Hyper Chromatin Hubs as Compact HighPower Regulatory Nodes Orchestrate Long-Range Regulatory Interactions Link to 3D Genome Organization and Cell Differentiation

HChubs, Chromatin interactions, Similarity of binding TF motifs, TADs

Coordinated binding of multiple transcription factors (TFs) at accessible chromatin is a defining feature of cell identity, yet how such combinatorial occupancy relates to three-dimensional genome organization remains incompletely resolved. Here, by integrating human, mouse, and pig ATAC-seq, ChIA-PET, and Hi-C datasets with machine learning approaches, we identify compact regulatory elements (150 – ~5,000 bp) termed Hyper Chromatin-hubs (HChubs).

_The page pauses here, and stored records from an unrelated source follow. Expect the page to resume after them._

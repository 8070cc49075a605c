//! CLI configuration.

use paynotify_ops::{PollConfig, WorkerConfig};
use paynotify_settle::LedgerConfig;
use paynotify_store::StoreConfig;
use paynotify_x402::GatewayConfig;
use regex::Regex;
use serde::{Deserialize, Serialize};
use std::net::SocketAddr;
use std::path::{Path, PathBuf};
use std::time::Duration;

use crate::error::{CliError, CliResult};

/// Expand environment variables in a string.
/// Supports `${VAR_NAME}` syntax; unset variables are left as written.
fn expand_env_vars(input: &str) -> CliResult<String> {
    let re = Regex::new(r"\$\{([A-Za-z_][A-Za-z0-9_]*)\}")
        .map_err(|e| CliError::config(format!("invalid expansion pattern: {}", e)))?;
    Ok(re
        .replace_all(input, |caps: &regex::Captures| {
            let var_name = &caps[1];
            std::env::var(var_name).unwrap_or_else(|_| caps[0].to_string())
        })
        .to_string())
}

/// CLI configuration loaded from TOML.
#[derive(Debug, Clone, Default, Serialize, Deserialize)]
#[serde(default)]
pub struct CliConfig {
    /// Notification gateway.
    pub gateway: GatewayConfig,
    /// Payment ledger (JSON-RPC node).
    pub ledger: LedgerConfig,
    /// Database location.
    pub storage: StorageSection,
    /// Work queue backend.
    pub queue: QueueSection,
    /// Job API server.
    pub api: ApiSection,
    /// Worker pool and polling.
    pub worker: WorkerSection,
}

impl CliConfig {
    /// Load configuration from a file, or defaults if it does not exist.
    ///
    /// `${VAR}` references in URLs and the API key are expanded from the
    /// environment. The wallet key is expanded later, by
    /// [`CliConfig::ledger_config`], so it never lands in a saved file.
    pub fn load(path: &Path) -> CliResult<Self> {
        if !path.exists() {
            tracing::debug!(path = %path.display(), "No config file, using defaults");
            return Ok(Self::default());
        }
        let contents = std::fs::read_to_string(path)?;
        Self::parse(&contents)
    }

    /// Parse configuration from TOML text.
    pub fn parse(contents: &str) -> CliResult<Self> {
        let mut config: Self = toml::from_str(contents)?;

        config.gateway.url = expand_env_vars(&config.gateway.url)?;
        config.ledger.rpc_url = expand_env_vars(&config.ledger.rpc_url)?;
        if let Some(key) = config.api.api_key.take() {
            let key = expand_env_vars(&key)?;
            // An unset variable must not become a literal key.
            config.api.api_key = (!key.is_empty() && !key.starts_with("${")).then_some(key);
        }

        Ok(config)
    }

    /// Ledger settings with the wallet key resolved.
    ///
    /// The key comes from `ledger.private_key` (with `${VAR}` expansion) or,
    /// when that is empty, from `PAYNOTIFY_WALLET_KEY`.
    pub fn ledger_config(&self) -> CliResult<LedgerConfig> {
        let mut ledger = self.ledger.clone();
        ledger.private_key = if ledger.private_key.is_empty() {
            std::env::var("PAYNOTIFY_WALLET_KEY").unwrap_or_default()
        } else {
            expand_env_vars(&ledger.private_key)?
        };
        if ledger.private_key.is_empty() || ledger.private_key.starts_with("${") {
            return Err(CliError::config(
                "no wallet key: set ledger.private_key in paynotify.toml or PAYNOTIFY_WALLET_KEY",
            ));
        }
        Ok(ledger)
    }

    /// Load configuration from the default location.
    pub fn load_default() -> CliResult<Self> {
        Self::load(&default_config_path())
    }

    /// Serialize to TOML.
    pub fn to_toml(&self) -> CliResult<String> {
        toml::to_string_pretty(self)
            .map_err(|e| CliError::config(format!("Failed to serialize config: {}", e)))
    }

    /// Save configuration to a file.
    pub fn save(&self, path: &Path) -> CliResult<()> {
        if let Some(parent) = path.parent() {
            std::fs::create_dir_all(parent)?;
        }
        std::fs::write(path, self.to_toml()?)?;
        Ok(())
    }

    /// Store location for this configuration.
    pub fn store_config(&self) -> StoreConfig {
        let base_dir = self
            .storage
            .data_dir
            .clone()
            .unwrap_or_else(default_base_dir);
        let mut config = StoreConfig::new(base_dir);
        if let Some(path) = &self.storage.database {
            config = config.with_database_path(path);
        }
        config
    }

    /// Worker pool settings.
    pub fn worker_config(&self) -> WorkerConfig {
        WorkerConfig::default()
            .with_concurrency(self.worker.concurrency)
            .with_visibility_timeout(Duration::from_secs(self.queue.visibility_timeout_secs))
            .with_idle_poll_interval(Duration::from_millis(self.queue.idle_poll_interval_ms))
    }

    /// Client-side polling settings.
    pub fn poll_config(&self) -> PollConfig {
        PollConfig {
            interval: Duration::from_millis(self.worker.poll_interval_ms.max(1)),
            timeout: Duration::from_secs(self.worker.poll_timeout_secs),
        }
    }
}

/// Storage configuration.
#[derive(Debug, Clone, Default, Serialize, Deserialize)]
#[serde(default)]
pub struct StorageSection {
    /// Base data directory (default: platform data dir or `PAYNOTIFY_DATA_DIR`).
    pub data_dir: Option<PathBuf>,
    /// Database file (default: `<data_dir>/paynotify.db`).
    pub database: Option<PathBuf>,
}

/// Which queue backend carries work to the workers.
#[derive(Debug, Clone, Copy, Default, PartialEq, Eq, Serialize, Deserialize)]
#[serde(rename_all = "snake_case")]
pub enum QueueKind {
    /// In-process channel; `serve` runs the workers itself.
    #[default]
    InProcess,
    /// SQLite work queue; workers may run in separate processes.
    Durable,
}

/// Queue configuration.
#[derive(Debug, Clone, Serialize, Deserialize)]
#[serde(default)]
pub struct QueueSection {
    /// Backend kind.
    pub backend: QueueKind,
    /// Seconds a claimed durable item stays hidden.
    pub visibility_timeout_secs: u64,
    /// Milliseconds between polls of an empty durable queue.
    pub idle_poll_interval_ms: u64,
}

impl Default for QueueSection {
    fn default() -> Self {
        let worker = WorkerConfig::default();
        Self {
            backend: QueueKind::default(),
            visibility_timeout_secs: worker.visibility_timeout.as_secs(),
            idle_poll_interval_ms: worker.idle_poll_interval.as_millis() as u64,
        }
    }
}

/// Job API configuration.
#[derive(Debug, Clone, Serialize, Deserialize)]
#[serde(default)]
pub struct ApiSection {
    /// Address `serve` listens on.
    pub listen: String,
    /// URL clients use to reach the API (default: `http://<listen>`).
    pub url: Option<String>,
    /// Shared secret required in `x-api-key` when set.
    pub api_key: Option<String>,
    /// Directory served at `/` for a dashboard, if any.
    pub static_dir: Option<PathBuf>,
}

impl Default for ApiSection {
    fn default() -> Self {
        Self {
            listen: "127.0.0.1:8080".to_string(),
            url: None,
            api_key: None,
            static_dir: None,
        }
    }
}

impl ApiSection {
    /// Parsed listen address.
    pub fn listen_addr(&self) -> CliResult<SocketAddr> {
        self.listen
            .parse()
            .map_err(|e| CliError::config(format!("api.listen {:?}: {}", self.listen, e)))
    }

    /// Base URL for API clients.
    pub fn base_url(&self) -> String {
        match &self.url {
            Some(url) => url.trim_end_matches('/').to_string(),
            None => format!("http://{}", self.listen),
        }
    }
}

/// Worker configuration.
#[derive(Debug, Clone, Serialize, Deserialize)]
#[serde(default)]
pub struct WorkerSection {
    /// Jobs processed at once.
    pub concurrency: usize,
    /// Deliveries in flight during `notify` fan-out.
    pub max_fan_out: usize,
    /// Refuse payment options above this many ether.
    pub max_payment: Option<String>,
    /// Milliseconds between job polls.
    pub poll_interval_ms: u64,
    /// Seconds before a poll gives up.
    pub poll_timeout_secs: u64,
}

impl Default for WorkerSection {
    fn default() -> Self {
        let poll = PollConfig::default();
        Self {
            concurrency: WorkerConfig::default().concurrency,
            max_fan_out: 5,
            max_payment: None,
            poll_interval_ms: poll.interval.as_millis() as u64,
            poll_timeout_secs: poll.timeout.as_secs(),
        }
    }
}

/// Get the default base directory for paynotify data.
pub fn default_base_dir() -> PathBuf {
    paynotify_store::default_data_dir()
}

/// Get the default config file path.
pub fn default_config_path() -> PathBuf {
    default_base_dir().join("paynotify.toml")
}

HChubs concentrate multiple lineage-dominant TFs within single enhancers or promoters and are frequently associated with long-range chromatin interactions extending up to 600 kb. Genome-wide analyses reveal that HChubs coincide with reinforced topologically associating domains (TADs), enhanced chromatin looping, and increased lineage-specific gene expression. The similarity of binding TF motifs between loop anchors strongly correlates with interaction strength and genomic span, providing a mechanistic basis for the role of HChubs as chromatin hubs. Specifically, this similarity is largely attributable to lineage-specific TF families, not the canonical architectural protein CTCF (CCCTC-binding factor). During myoblast differentiation, acquisition of dominant TFs coincides with strengthening of HChub-associated TAD boundaries and loops near myogenic genes. Furthermore, along with the known MyoD cooperator MyoG, binding of Cebpb (CCAAT/enhancer-binding protein beta) coincides with enhanced occupancy of the master regulator MyoD. Together, these findings identify HChubs as conserved TF-dense regulatory elements associated with lineage-specific chromatin architecture.